Nearly all patients with malignant mesothelioma die within 12 to 18 months of diagnosis, leaving relatives to pursue common law compensation, from former employers, through the courts. For this reason, a necropsy is usually performed, often on the instructions of the procurator fiscal, on most patients dying of malignant mesothelioma, whether or not a positive biopsy diagnosis was obtained during life.
Immunohistochemistry is generally considered to be the most useful ancillary technique for the diagnosis of malignant mesothelioma. However, no antibody is entirely sensitive or specific for mesothelioma and there is considerable variation in staining patterns between different studies.2–7
The aim of our study was to compare the histological appearance and immunohistochemical staining patterns of malignant mesotheliomas from matched biopsy and postmortem specimens.
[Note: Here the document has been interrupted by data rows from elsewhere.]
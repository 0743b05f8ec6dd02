//! Common test utilities: in-memory remote store mocks and fixtures
#![allow(dead_code)]

use async_trait::async_trait;
use bytes::Bytes;
use parking_lot::Mutex;
use restaurant_config::config::Config;
use restaurant_config::domain::{ConfigSource, ObjectStorage, PutOptions};
use restaurant_config::{ProgressCallback, UploadProgress};
use serde_json::{Map, Value};
use std::collections::{HashSet, VecDeque};
use std::sync::atomic::{AtomicUsize, Ordering};

pub const BASE_URL: &str = "https://demo.supabase.co";

/// Install a test-friendly tracing subscriber once per test binary
pub fn init_tracing() {
    let _ = tracing_subscriber::fmt()
        .with_test_writer()
        .with_env_filter("restaurant_config=debug")
        .try_init();
}

pub fn test_config() -> Config {
    let mut cfg = Config::default();
    cfg.remote.base_url = BASE_URL.to_string();
    cfg.remote.api_key = "anon-test-key".to_string();
    cfg
}

pub fn json_object(value: Value) -> Map<String, Value> {
    match value {
        Value::Object(map) => map,
        other => panic!("expected JSON object, got {}", other),
    }
}

/// Config source replaying scripted responses; repeats the last one when exhausted
pub struct MockConfigSource {
    responses: Mutex<VecDeque<Result<Map<String, Value>, String>>>,
    calls: AtomicUsize,
}

impl MockConfigSource {
    pub fn new(responses: Vec<Result<Value, &str>>) -> Self {
        Self {
            responses: Mutex::new(
                responses
                    .into_iter()
                    .map(|r| r.map(json_object).map_err(str::to_string))
                    .collect(),
            ),
            calls: AtomicUsize::new(0),
        }
    }

    pub fn calls(&self) -> usize {
        self.calls.load(Ordering::SeqCst)
    }
}

#[async_trait]
impl ConfigSource for MockConfigSource {
    async fn fetch_config(&self) -> anyhow::Result<Map<String, Value>> {
        self.calls.fetch_add(1, Ordering::SeqCst);
        let mut responses = self.responses.lock();
        let next = if responses.len() > 1 {
            responses.pop_front()
        } else {
            responses.front().cloned()
        };
        match next {
            Some(Ok(row)) => Ok(row),
            Some(Err(message)) => Err(anyhow::anyhow!(message)),
            None => Err(anyhow::anyhow!("no scripted response")),
        }
    }
}

/// Recorded object upload
#[derive(Debug, Clone)]
pub struct RecordedPut {
    pub bucket: String,
    pub path: String,
    pub size: usize,
    pub options: PutOptions,
}

/// Object storage that keeps paths in memory and refuses overwrites like the real one
#[derive(Default)]
pub struct MockStorage {
    pub puts: Mutex<Vec<RecordedPut>>,
    pub removes: Mutex<Vec<(String, Vec<String>)>>,
    objects: Mutex<HashSet<(String, String)>>,
    fail_with: Mutex<Option<String>>,
    native_progress: bool,
}

impl MockStorage {
    pub fn new() -> Self {
        Self::default()
    }

    /// Storage that emits progress per 1 KiB while "sending"
    pub fn with_native_progress() -> Self {
        Self {
            native_progress: true,
            ..Self::default()
        }
    }

    pub fn fail_with(&self, message: &str) {
        *self.fail_with.lock() = Some(message.to_string());
    }

    pub fn insert_object(&self, bucket: &str, path: &str) {
        self.objects
            .lock()
            .insert((bucket.to_string(), path.to_string()));
    }

    pub fn contains(&self, bucket: &str, path: &str) -> bool {
        self.objects
            .lock()
            .contains(&(bucket.to_string(), path.to_string()))
    }

    /// Number of remote calls of any kind
    pub fn remote_calls(&self) -> usize {
        self.puts.lock().len() + self.removes.lock().len()
    }
}

#[async_trait]
impl ObjectStorage for MockStorage {
    async fn put(
        &self,
        bucket: &str,
        path: &str,
        data: Bytes,
        options: &PutOptions,
        progress: Option<ProgressCallback>,
    ) -> anyhow::Result<()> {
        self.puts.lock().push(RecordedPut {
            bucket: bucket.to_string(),
            path: path.to_string(),
            size: data.len(),
            options: options.clone(),
        });
        // Bytes go out before the store answers; the final chunk is left to the caller
        if let Some(progress) = progress {
            let total = data.len() as u64;
            let mut sent = 1024u64;
            while sent < total {
                progress(UploadProgress::new(sent, total));
                sent += 1024;
            }
        }

        if let Some(message) = self.fail_with.lock().clone() {
            anyhow::bail!(message);
        }

        let key = (bucket.to_string(), path.to_string());
        if !options.upsert && self.objects.lock().contains(&key) {
            anyhow::bail!("The resource already exists");
        }

        self.objects.lock().insert(key);
        Ok(())
    }

    fn public_url(&self, bucket: &str, path: &str) -> String {
        format!("{}/storage/v1/object/public/{}/{}", BASE_URL, bucket, path)
    }

    async fn remove(&self, bucket: &str, paths: &[String]) -> anyhow::Result<()> {
        self.removes
            .lock()
            .push((bucket.to_string(), paths.to_vec()));
        if let Some(message) = self.fail_with.lock().clone() {
            anyhow::bail!(message);
        }
        let mut objects = self.objects.lock();
        for path in paths {
            objects.remove(&(bucket.to_string(), path.clone()));
        }
        Ok(())
    }

    fn reports_progress(&self) -> bool {
        self.native_progress
    }
}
For this purpose, we used a panel of 12 commercially available antibodies. The panel included antibodies generally considered most useful as markers for differentiating adenocarcinoma (antibodies against carcinoembryonic antigen (CEA), human epithelial antigen (Ber-EP4), and Leu-M1), sarcoma (CAM5.2 and anti-vimentin), and reactive mesothelial proliferations (antibodies against epithelial membrane antigen (EMA) and p53) from mesothelioma, in addition to putative selective markers for mesothelioma (antibodies against human mesothelial cell antigen (HBME-1), thrombomodulin, calretinin, CD44H, and WT-1).
Materials and methods
We retrieved biopsy and corresponding postmortem tissue from nine cases of malignant mesothelioma from the pathology files of the Western Infirmary and Victoria Infirmary in Glasgow. The nine cases, which all involved the pleura, were diagnosed between 1990 and 1999. In eight cases, the necropsy was performed between 24 and 48 hours of death. In one case, the necropsy was performed within 72 hours of death. The biopsy specimens comprised a mixture of needle and thoracoscopic biopsies and they had all been formalin fixed and paraffin wax embedded. The postmortem tissues were also formalin fixed and paraffin wax embedded. The needle biopsies comprised three to four cores of tissue all processed as one paraffin wax block. The thoracoscopic biopsies consisted of three to four pieces of tissue, the largest piece measuring approximately 20 mm in maximum diameter. Multiple blocks of tumour were available for each postmortem case. For both thoracoscopic biopsy and postmortem specimens, all slides were assessed and the most appropriate block showing the major features of the tumour, with limited necrosis and autolysis, was selected.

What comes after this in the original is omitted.